**Assigned task**: The answer must consist of every line in the records below that contains the string "Cursor".

Supplied records START

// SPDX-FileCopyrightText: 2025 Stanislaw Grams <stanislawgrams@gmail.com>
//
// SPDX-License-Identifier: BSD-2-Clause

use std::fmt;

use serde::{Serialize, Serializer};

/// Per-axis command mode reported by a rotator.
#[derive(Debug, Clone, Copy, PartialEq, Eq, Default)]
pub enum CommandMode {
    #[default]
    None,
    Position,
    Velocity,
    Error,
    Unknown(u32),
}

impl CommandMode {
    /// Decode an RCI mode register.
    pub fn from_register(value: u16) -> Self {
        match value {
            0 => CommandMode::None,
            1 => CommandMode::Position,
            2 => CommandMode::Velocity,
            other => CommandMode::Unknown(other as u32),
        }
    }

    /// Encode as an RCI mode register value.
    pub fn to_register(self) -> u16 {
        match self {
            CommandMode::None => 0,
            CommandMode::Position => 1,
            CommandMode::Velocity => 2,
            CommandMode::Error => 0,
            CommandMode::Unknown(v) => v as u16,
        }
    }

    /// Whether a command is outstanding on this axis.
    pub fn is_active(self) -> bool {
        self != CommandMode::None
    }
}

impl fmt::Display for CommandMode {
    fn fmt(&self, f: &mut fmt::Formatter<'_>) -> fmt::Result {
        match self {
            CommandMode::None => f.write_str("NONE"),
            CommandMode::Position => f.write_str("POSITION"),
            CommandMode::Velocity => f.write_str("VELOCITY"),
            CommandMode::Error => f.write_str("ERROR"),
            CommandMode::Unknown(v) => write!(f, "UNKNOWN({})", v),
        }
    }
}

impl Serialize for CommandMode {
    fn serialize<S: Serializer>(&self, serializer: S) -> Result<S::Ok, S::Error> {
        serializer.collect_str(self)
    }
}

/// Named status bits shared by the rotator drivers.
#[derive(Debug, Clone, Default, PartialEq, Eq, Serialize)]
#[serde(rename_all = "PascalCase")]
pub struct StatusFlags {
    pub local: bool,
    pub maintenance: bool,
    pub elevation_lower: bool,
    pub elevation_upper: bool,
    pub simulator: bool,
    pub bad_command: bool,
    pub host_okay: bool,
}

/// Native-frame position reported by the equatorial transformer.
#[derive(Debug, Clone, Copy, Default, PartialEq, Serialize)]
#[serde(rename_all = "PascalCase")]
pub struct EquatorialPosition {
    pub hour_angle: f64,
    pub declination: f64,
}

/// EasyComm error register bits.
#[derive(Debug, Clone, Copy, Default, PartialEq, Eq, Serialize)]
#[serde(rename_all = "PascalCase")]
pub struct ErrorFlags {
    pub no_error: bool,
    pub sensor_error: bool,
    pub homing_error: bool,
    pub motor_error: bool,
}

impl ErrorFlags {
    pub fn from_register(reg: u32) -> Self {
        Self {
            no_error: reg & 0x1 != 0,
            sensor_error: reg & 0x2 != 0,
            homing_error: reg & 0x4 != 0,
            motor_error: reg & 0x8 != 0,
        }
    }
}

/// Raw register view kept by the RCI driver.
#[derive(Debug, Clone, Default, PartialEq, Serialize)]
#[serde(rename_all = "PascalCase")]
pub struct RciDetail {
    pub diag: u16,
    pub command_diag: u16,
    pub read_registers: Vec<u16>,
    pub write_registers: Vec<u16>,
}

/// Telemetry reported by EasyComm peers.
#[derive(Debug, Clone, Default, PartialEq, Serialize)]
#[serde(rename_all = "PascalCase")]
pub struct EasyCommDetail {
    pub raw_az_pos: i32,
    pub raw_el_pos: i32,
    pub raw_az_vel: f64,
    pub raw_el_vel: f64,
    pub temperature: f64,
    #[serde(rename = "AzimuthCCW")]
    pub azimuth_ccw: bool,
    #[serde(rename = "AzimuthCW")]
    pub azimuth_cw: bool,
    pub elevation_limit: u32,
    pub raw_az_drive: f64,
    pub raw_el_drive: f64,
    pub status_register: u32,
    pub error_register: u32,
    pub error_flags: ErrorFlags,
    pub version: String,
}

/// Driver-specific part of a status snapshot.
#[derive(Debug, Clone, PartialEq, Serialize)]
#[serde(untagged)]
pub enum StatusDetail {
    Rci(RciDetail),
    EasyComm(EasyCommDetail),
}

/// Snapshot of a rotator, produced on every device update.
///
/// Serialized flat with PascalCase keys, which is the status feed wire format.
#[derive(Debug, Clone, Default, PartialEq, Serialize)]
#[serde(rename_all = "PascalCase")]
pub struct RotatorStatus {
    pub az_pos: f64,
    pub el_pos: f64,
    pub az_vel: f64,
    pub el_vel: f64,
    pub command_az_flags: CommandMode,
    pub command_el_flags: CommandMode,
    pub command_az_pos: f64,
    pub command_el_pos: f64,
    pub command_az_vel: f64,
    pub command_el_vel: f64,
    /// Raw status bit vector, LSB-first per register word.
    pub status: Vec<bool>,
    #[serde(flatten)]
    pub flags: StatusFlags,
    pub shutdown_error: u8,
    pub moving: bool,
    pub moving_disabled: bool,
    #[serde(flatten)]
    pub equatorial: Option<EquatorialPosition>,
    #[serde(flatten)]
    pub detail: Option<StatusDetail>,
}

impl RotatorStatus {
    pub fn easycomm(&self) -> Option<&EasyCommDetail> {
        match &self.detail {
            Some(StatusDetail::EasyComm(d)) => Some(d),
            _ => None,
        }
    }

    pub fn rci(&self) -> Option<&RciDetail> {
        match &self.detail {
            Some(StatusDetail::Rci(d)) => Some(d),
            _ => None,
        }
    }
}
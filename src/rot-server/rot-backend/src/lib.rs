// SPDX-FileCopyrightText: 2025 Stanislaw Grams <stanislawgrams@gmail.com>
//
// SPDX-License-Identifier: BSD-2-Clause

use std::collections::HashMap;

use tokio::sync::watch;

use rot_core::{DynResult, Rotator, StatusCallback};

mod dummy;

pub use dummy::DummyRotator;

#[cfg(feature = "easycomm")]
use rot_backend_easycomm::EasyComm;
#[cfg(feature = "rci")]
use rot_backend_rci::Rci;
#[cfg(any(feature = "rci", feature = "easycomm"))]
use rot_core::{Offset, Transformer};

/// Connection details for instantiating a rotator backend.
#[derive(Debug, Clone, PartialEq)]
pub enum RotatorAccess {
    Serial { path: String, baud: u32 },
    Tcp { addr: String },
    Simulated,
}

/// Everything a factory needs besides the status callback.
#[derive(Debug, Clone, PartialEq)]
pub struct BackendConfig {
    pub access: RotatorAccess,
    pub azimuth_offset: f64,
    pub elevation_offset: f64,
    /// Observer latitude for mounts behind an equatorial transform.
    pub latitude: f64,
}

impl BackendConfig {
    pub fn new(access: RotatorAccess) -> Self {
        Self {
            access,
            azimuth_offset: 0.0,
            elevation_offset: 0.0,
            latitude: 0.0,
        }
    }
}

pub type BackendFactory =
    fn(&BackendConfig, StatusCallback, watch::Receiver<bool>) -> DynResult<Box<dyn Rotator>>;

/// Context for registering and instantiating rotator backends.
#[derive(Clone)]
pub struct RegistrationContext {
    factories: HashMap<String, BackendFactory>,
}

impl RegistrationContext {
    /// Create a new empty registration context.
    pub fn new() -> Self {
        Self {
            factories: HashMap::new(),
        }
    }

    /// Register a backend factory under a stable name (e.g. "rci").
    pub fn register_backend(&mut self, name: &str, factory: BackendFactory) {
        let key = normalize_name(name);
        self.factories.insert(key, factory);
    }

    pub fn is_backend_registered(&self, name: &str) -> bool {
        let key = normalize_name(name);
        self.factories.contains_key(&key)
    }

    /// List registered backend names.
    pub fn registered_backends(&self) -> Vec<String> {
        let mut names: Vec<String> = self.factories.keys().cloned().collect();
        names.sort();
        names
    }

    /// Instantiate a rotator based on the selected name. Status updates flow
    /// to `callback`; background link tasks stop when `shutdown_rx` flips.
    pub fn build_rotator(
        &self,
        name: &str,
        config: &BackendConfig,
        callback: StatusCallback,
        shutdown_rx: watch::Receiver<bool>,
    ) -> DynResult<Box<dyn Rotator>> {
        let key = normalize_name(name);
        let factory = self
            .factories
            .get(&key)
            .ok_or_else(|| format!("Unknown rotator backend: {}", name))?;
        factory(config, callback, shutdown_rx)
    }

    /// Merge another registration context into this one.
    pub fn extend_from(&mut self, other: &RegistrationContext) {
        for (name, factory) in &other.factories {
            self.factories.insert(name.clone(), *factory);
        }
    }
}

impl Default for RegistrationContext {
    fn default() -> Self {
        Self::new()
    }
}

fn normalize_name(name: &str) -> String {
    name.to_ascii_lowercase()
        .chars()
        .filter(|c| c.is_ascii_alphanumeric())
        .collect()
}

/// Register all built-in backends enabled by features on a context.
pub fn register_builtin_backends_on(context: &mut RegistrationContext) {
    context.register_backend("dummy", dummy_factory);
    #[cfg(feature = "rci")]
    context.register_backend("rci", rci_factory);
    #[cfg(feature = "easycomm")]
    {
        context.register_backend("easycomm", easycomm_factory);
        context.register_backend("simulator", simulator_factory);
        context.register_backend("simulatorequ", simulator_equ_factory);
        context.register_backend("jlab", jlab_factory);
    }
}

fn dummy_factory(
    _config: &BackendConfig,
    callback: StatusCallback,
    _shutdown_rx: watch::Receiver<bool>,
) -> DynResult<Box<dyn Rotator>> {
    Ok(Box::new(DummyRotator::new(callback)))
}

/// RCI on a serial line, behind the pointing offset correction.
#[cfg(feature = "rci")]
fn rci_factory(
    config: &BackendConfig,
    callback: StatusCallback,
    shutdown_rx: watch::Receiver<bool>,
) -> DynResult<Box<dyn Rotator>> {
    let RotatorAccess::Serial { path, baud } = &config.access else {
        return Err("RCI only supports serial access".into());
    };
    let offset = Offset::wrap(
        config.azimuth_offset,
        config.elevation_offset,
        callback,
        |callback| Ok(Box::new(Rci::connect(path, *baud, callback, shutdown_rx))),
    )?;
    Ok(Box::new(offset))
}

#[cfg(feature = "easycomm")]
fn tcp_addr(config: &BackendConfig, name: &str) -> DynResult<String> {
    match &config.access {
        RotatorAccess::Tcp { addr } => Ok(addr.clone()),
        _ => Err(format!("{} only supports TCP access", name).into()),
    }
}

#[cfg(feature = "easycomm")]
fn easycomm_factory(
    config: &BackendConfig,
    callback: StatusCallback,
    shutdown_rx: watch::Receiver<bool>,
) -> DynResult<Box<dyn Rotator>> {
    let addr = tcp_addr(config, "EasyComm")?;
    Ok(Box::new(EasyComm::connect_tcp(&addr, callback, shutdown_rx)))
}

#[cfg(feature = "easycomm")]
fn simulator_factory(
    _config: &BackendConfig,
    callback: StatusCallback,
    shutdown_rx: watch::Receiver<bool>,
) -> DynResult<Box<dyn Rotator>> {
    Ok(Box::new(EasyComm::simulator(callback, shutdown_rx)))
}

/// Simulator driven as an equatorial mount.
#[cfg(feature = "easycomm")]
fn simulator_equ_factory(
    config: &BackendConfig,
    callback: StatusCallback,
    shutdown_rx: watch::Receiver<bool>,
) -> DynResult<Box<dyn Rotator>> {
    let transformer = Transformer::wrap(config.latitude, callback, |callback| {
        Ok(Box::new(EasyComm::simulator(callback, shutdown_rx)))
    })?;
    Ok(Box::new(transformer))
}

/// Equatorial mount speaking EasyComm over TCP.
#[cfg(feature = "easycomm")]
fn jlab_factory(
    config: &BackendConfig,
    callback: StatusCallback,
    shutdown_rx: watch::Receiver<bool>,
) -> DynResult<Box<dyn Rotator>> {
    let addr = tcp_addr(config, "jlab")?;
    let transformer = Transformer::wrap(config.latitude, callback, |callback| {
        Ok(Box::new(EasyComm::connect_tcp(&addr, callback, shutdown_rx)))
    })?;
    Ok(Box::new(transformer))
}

Supplied records END
Supplied records START

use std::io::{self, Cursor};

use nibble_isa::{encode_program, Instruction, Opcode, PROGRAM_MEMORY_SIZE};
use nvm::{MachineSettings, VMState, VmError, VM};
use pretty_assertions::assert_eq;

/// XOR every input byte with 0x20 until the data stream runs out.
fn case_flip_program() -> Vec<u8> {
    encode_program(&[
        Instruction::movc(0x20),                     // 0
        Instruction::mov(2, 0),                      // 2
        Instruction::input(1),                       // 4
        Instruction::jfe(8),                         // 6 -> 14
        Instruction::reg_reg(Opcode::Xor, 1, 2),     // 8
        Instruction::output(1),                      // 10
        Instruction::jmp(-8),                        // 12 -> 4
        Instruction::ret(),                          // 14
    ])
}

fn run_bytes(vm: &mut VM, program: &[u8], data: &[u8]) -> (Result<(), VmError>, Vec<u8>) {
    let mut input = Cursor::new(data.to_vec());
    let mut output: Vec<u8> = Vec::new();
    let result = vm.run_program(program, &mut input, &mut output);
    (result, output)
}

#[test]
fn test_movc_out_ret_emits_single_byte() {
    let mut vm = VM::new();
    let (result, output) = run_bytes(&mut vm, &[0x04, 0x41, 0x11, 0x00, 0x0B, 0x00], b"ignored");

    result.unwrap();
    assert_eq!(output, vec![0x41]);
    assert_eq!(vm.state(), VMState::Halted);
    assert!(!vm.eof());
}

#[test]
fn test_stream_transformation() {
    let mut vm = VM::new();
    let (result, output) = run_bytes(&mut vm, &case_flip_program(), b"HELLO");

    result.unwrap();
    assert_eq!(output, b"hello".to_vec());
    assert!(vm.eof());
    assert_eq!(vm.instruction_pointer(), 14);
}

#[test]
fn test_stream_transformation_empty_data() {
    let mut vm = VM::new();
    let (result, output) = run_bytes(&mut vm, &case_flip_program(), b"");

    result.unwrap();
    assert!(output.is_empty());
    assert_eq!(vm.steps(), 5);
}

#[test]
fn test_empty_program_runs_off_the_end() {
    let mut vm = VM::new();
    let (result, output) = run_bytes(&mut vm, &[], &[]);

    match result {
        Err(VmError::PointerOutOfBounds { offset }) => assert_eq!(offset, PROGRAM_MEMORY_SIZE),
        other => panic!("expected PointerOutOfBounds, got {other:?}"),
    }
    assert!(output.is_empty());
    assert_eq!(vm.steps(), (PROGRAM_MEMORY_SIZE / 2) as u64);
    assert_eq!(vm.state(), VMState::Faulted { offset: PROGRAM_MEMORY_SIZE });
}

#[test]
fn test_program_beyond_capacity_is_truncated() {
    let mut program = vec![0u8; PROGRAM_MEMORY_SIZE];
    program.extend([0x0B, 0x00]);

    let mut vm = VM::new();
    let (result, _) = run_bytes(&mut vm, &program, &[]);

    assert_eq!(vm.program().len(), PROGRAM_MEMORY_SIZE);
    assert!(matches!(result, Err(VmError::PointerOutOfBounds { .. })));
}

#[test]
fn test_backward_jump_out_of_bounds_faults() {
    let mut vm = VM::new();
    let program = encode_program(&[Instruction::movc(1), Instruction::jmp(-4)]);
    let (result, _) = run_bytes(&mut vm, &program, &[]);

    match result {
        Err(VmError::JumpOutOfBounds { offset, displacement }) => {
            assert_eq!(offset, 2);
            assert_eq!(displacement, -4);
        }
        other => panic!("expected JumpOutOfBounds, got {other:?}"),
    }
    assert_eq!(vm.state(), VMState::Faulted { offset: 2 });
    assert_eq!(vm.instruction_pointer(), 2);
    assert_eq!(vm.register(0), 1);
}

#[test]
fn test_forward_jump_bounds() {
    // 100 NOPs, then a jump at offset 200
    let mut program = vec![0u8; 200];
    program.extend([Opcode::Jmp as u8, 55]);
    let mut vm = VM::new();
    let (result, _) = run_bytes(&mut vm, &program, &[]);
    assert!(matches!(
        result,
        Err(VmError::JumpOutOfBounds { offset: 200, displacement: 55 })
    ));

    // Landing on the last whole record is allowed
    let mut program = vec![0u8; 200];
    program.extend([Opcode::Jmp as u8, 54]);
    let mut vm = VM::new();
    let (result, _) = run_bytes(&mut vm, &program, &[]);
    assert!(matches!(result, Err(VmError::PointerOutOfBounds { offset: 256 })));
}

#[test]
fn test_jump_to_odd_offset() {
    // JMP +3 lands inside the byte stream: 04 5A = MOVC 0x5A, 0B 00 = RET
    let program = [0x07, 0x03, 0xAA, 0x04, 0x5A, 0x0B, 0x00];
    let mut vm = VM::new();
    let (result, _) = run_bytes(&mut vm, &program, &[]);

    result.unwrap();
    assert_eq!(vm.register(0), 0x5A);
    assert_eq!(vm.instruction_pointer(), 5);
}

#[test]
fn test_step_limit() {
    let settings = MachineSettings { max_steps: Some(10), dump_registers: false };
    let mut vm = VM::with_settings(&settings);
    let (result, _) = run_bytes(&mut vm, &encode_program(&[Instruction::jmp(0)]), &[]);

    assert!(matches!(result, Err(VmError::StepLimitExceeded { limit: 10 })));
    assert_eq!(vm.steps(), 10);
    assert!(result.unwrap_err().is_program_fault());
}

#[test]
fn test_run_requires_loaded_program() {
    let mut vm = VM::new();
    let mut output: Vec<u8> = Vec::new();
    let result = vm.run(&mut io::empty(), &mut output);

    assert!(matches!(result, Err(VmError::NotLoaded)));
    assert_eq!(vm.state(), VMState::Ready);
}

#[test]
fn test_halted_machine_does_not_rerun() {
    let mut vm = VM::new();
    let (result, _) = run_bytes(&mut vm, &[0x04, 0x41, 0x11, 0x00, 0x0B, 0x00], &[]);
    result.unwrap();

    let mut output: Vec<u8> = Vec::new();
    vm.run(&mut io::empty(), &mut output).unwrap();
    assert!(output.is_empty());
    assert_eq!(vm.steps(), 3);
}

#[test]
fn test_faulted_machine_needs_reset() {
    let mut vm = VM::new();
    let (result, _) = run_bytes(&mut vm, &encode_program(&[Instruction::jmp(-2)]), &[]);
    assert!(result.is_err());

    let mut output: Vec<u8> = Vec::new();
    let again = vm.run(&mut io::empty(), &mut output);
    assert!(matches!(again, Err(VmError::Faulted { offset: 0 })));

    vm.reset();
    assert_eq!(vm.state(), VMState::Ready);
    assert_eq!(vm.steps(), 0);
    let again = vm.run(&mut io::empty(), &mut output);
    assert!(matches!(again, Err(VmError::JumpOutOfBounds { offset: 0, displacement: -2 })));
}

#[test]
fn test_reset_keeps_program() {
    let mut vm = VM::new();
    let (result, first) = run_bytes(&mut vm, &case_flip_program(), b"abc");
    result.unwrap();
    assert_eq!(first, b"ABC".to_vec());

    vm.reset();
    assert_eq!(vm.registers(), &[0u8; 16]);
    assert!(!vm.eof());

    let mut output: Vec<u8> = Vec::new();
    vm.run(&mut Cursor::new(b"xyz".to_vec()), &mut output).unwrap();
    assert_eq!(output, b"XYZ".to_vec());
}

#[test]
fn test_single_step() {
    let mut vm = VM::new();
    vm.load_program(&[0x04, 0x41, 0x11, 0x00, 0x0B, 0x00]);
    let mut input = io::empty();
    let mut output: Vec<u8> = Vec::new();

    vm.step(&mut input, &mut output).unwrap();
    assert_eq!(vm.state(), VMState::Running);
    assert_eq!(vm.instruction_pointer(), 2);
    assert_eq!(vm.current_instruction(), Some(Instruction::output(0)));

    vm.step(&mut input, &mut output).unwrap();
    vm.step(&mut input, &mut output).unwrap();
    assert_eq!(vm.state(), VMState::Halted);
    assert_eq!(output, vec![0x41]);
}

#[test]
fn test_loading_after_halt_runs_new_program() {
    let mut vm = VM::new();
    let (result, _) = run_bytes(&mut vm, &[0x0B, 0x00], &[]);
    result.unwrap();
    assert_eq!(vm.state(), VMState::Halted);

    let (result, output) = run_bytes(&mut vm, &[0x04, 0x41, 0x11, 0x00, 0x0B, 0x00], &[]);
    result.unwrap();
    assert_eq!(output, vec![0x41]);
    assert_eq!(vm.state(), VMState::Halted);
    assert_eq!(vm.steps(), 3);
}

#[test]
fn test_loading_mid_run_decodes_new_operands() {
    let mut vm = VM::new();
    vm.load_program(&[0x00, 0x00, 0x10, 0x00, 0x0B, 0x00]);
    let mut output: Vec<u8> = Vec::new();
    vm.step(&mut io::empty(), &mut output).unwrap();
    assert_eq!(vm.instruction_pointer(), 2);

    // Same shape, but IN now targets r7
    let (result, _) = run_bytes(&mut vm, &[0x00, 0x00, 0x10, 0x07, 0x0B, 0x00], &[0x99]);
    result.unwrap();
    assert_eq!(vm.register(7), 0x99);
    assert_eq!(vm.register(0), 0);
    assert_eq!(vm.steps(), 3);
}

Supplied records END
Supplied records START

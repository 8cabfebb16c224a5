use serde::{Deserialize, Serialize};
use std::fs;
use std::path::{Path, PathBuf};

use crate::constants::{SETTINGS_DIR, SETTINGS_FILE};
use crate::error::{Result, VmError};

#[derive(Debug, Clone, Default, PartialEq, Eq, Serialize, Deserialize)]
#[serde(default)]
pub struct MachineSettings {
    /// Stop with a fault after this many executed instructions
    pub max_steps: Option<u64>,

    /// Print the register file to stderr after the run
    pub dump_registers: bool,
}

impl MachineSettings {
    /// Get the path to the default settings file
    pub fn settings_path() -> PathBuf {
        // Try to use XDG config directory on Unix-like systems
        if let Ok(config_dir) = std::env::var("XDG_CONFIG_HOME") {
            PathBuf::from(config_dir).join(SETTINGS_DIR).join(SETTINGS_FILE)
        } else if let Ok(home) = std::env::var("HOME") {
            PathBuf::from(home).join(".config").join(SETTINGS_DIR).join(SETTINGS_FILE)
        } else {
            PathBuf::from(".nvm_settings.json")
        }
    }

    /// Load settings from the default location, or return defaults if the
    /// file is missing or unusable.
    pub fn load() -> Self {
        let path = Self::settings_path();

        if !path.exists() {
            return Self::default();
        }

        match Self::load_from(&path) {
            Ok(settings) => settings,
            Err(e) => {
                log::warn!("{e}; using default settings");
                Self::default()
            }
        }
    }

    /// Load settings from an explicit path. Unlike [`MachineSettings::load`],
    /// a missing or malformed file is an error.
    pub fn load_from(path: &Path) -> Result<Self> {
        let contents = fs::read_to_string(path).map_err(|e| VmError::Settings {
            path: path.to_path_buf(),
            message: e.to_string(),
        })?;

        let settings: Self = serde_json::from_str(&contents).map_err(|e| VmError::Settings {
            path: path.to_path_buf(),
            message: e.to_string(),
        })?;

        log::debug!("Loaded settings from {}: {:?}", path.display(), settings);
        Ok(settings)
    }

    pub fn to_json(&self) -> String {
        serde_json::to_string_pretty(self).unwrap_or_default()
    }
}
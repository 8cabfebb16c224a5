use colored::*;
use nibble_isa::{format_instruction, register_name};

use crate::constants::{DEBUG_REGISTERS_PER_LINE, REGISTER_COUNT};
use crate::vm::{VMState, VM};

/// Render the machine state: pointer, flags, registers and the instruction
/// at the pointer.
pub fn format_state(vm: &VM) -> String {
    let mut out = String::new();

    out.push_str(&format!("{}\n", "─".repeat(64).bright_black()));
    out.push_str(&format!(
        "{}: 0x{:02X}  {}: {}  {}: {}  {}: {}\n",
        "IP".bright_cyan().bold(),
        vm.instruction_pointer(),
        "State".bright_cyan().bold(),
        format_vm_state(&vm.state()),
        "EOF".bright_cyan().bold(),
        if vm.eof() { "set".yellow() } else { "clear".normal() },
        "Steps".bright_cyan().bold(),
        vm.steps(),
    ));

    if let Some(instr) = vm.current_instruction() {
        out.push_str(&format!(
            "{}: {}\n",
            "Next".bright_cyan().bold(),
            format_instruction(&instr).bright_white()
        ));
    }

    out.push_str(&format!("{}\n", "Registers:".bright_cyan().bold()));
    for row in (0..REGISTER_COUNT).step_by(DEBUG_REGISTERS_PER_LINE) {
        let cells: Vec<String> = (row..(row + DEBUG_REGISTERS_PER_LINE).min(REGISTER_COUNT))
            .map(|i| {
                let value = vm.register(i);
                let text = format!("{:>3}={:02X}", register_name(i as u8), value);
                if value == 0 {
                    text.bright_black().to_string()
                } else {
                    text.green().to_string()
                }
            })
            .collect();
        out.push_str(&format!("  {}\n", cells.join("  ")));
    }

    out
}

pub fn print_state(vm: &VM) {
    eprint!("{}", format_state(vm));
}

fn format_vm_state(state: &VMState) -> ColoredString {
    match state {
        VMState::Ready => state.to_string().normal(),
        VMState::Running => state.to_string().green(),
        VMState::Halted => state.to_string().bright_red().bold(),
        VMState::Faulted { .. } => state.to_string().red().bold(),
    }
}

Supplied records END

**Finished task**:
use std::io::{self, Cursor};
    let mut input = Cursor::new(data.to_vec());
    vm.run(&mut Cursor::new(b"xyz".to_vec()), &mut output).unwrap();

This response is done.